Le donne sono protagoniste in questa fase di emergenza, stanno lavorando i 2/3 delle occupate e in settori strategici. Il carico del lavoro di cura, aumentato in quarantena, è sulle spalle delle donne. Le donne sono ora più colpite dalla violenza maschile. Sappiamo che l’occupazione femminile genera ulteriori posti di lavoro, aumenta il Pil e la natalità, rende la società più equa e giovane, genera benessere e qualità della vita. Non possiamo più accantonare questi dati e tornare al già visto. Avevamo proposto che nella Cabina di regia e nel comitato tecnico scientifico entrassero donne portatrici di questa visione, così non è stato ma non possiamo arrenderci. Come è stato già detto in modo efficace in queste ore, per ogni organismo direttivo servirebbero norme antidiscriminatorie. Il modello della legge Golfo-Mosca ha funzionato per i Cda delle imprese.
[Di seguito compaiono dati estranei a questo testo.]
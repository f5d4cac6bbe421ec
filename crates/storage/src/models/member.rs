use std::fmt;
use std::str::FromStr;

use chrono::{Days, NaiveDate};
use serde::{Deserialize, Serialize};
use sqlx::FromRow;
use utoipa::ToSchema;

use super::{ParseEnumError, Status};

/// Membership plan tier. Each tier has a fixed validity period.
#[derive(
    Debug, Clone, Copy, PartialEq, Eq, Hash, Serialize, Deserialize, sqlx::Type, ToSchema,
)]
#[serde(rename_all = "lowercase")]
#[sqlx(rename_all = "lowercase")]
pub enum MembershipType {
    General,
    Premium,
    Vip,
}

impl MembershipType {
    pub const ALL: [MembershipType; 3] = [Self::General, Self::Premium, Self::Vip];

    /// Validity period of the plan, in days.
    pub fn duration_days(&self) -> u64 {
        match self {
            Self::General => 180,
            Self::Premium => 365,
            Self::Vip => 730,
        }
    }

    /// Last day of a membership starting on `start_date`.
    pub fn end_date(&self, start_date: NaiveDate) -> NaiveDate {
        start_date
            .checked_add_days(Days::new(self.duration_days()))
            .unwrap_or(NaiveDate::MAX)
    }

    pub fn as_str(&self) -> &'static str {
        match self {
            Self::General => "general",
            Self::Premium => "premium",
            Self::Vip => "vip",
        }
    }

    pub fn label(&self) -> &'static str {
        match self {
            Self::General => "General",
            Self::Premium => "Premium",
            Self::Vip => "VIP",
        }
    }
}

impl fmt::Display for MembershipType {
    fn fmt(&self, f: &mut fmt::Formatter<'_>) -> fmt::Result {
        f.write_str(self.label())
    }
}

impl FromStr for MembershipType {
    type Err = ParseEnumError;

    fn from_str(s: &str) -> Result<Self, Self::Err> {
        match s.trim().to_ascii_lowercase().as_str() {
            "general" => Ok(Self::General),
            "premium" => Ok(Self::Premium),
            "vip" => Ok(Self::Vip),
            _ => Err(ParseEnumError::new("membership type", s)),
        }
    }
}

#[derive(Debug, Clone, Serialize, Deserialize, FromRow, ToSchema)]
pub struct Member {
    pub id: i64,
    pub name: String,
    pub email: String,
    pub phone: Option<String>,
    pub membership_type: MembershipType,
    pub start_date: NaiveDate,
    pub end_date: NaiveDate,
    pub status: Status,
}

#[cfg(test)]
mod tests {
    use super::*;

    fn date(y: i32, m: u32, d: u32) -> NaiveDate {
        NaiveDate::from_ymd_opt(y, m, d).unwrap()
    }

    #[test]
    fn test_end_date_per_tier() {
        let start = date(2024, 1, 15);
        assert_eq!(MembershipType::General.end_date(start), date(2024, 7, 13));
        assert_eq!(MembershipType::Premium.end_date(start), date(2025, 1, 14));
        assert_eq!(MembershipType::Vip.end_date(start), date(2026, 1, 14));
    }

    #[test]
    fn test_end_date_crosses_leap_day() {
        let start = date(2024, 2, 1);
        assert_eq!(
            (MembershipType::Premium.end_date(start) - start).num_days(),
            365
        );
    }

    #[test]
    fn test_parse_accepts_labels() {
        assert_eq!("VIP".parse::<MembershipType>().unwrap(), MembershipType::Vip);
        assert_eq!(
            "premium".parse::<MembershipType>().unwrap(),
            MembershipType::Premium
        );
        assert!("gold".parse::<MembershipType>().is_err());
    }
}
E non possono bastare luoghi paralleli di elaborazione al femminile, sempre preziosi ma insufficienti. Non possiamo aspettare il dopo, il momento è ora. Le diseguaglianze nel nostro Paese sono una zavorra che peserà anche sulla ricostruzione, sugli investimenti in ogni settore. Per questo vanno rimosse, a partire dalla prima tra tutte: quella tra uomini e donne. Per cambiare, le persone, così come le idee, ci sono già. Faccio alcune proposte concrete, riprendendo anche parte di quanto già chiesto da diverse donne autorevoli e competenti in questi giorni:

1) Combattere la violenza contro le donne significa liberare energie e risorse per la società nel suo insieme. La violenza di genere è un fenomeno strutturale legato alla cultura e all’organizzazione sociale. Per questo è una lente per leggere tutto il resto. Oltre a potenziare ancora le strutture e le misure di protezione, come abbiamo continuato a fare anche con il Cura Italia, occorre investire sui percorsi di autonomia delle donne. Riproponiamo di istituire un fondo ad hoc con 5 milioni. Bisogna imparare a valutare l’impatto sul genere di tutte le politiche, in modo trasversale, per arrivare ad una società più equa, sostenibile, virtuosa.

2) E’ essenziale, nel potenziamento del SSN, garantire subito sicurezza a tutti gli operatori sanitari e dare valore al lavoro delle donne, assicurando loro vere possibilità di carriera, anche attraverso quote negli organismi di vertice. E’ necessario dare seguito agli studi e alla ricerca sulla medicina di genere.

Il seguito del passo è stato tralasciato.